Extracted data entries
Content starts
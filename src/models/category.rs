//! Transaction category models
//!
//! Categories belong to a single user. Investment and fixed-account
//! categories are seeded lookup tables with no API surface.

use chrono::{DateTime, Utc};
use serde::{Deserialize, Serialize};
use std::borrow::Cow;
use validator::ValidationError;

/// Transaction category row
#[derive(Debug, Clone, Serialize, sqlx::FromRow)]
#[serde(rename_all = "camelCase")]
pub struct TransactionCategory {
    pub id: i64,
    pub user_id: i64,
    pub name: String,

    #[sqlx(rename = "type")]
    #[serde(rename = "type")]
    pub category_type: String, // Income, Expense

    pub created_at: DateTime<Utc>,
    pub updated_at: DateTime<Utc>,
}

/// Create category request
#[derive(Debug, Deserialize, validator::Validate)]
pub struct CreateCategoryRequest {
    #[validate(length(min = 1, message = "Name is required"))]
    pub name: String,

    #[serde(rename = "type")]
    #[validate(custom(function = validate_category_type))]
    pub category_type: String,
}

/// Update category request
#[derive(Debug, Deserialize, validator::Validate)]
pub struct UpdateCategoryRequest {
    #[validate(length(min = 1, message = "Name cannot be empty"))]
    pub name: Option<String>,

    #[serde(rename = "type")]
    #[validate(custom(function = validate_category_type))]
    pub category_type: Option<String>,
}

fn validate_category_type(value: &str) -> Result<(), ValidationError> {
    match value {
        "Income" | "Expense" => Ok(()),
        _ => Err(ValidationError::new("category_type")
            .with_message(Cow::from("Type must be 'Income' or 'Expense'"))),
    }
}

#[cfg(test)]
mod tests {
    use super::*;
    use validator::Validate;

    #[test]
    fn test_create_category_validation() {
        let valid = CreateCategoryRequest {
            name: "Groceries".to_string(),
            category_type: "Expense".to_string(),
        };
        assert!(valid.validate().is_ok());

        let bad_type = CreateCategoryRequest {
            name: "Groceries".to_string(),
            category_type: "Other".to_string(),
        };
        assert!(bad_type.validate().is_err());
    }
}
Content ends
### Work required
Take every line above that includes "Expense" and list it.

### Response
    pub category_type: String, // Income, Expense
        "Income" | "Expense" => Ok(()),
            .with_message(Cow::from("Type must be 'Income' or 'Expense'"))),
            category_type: "Expense".to_string(),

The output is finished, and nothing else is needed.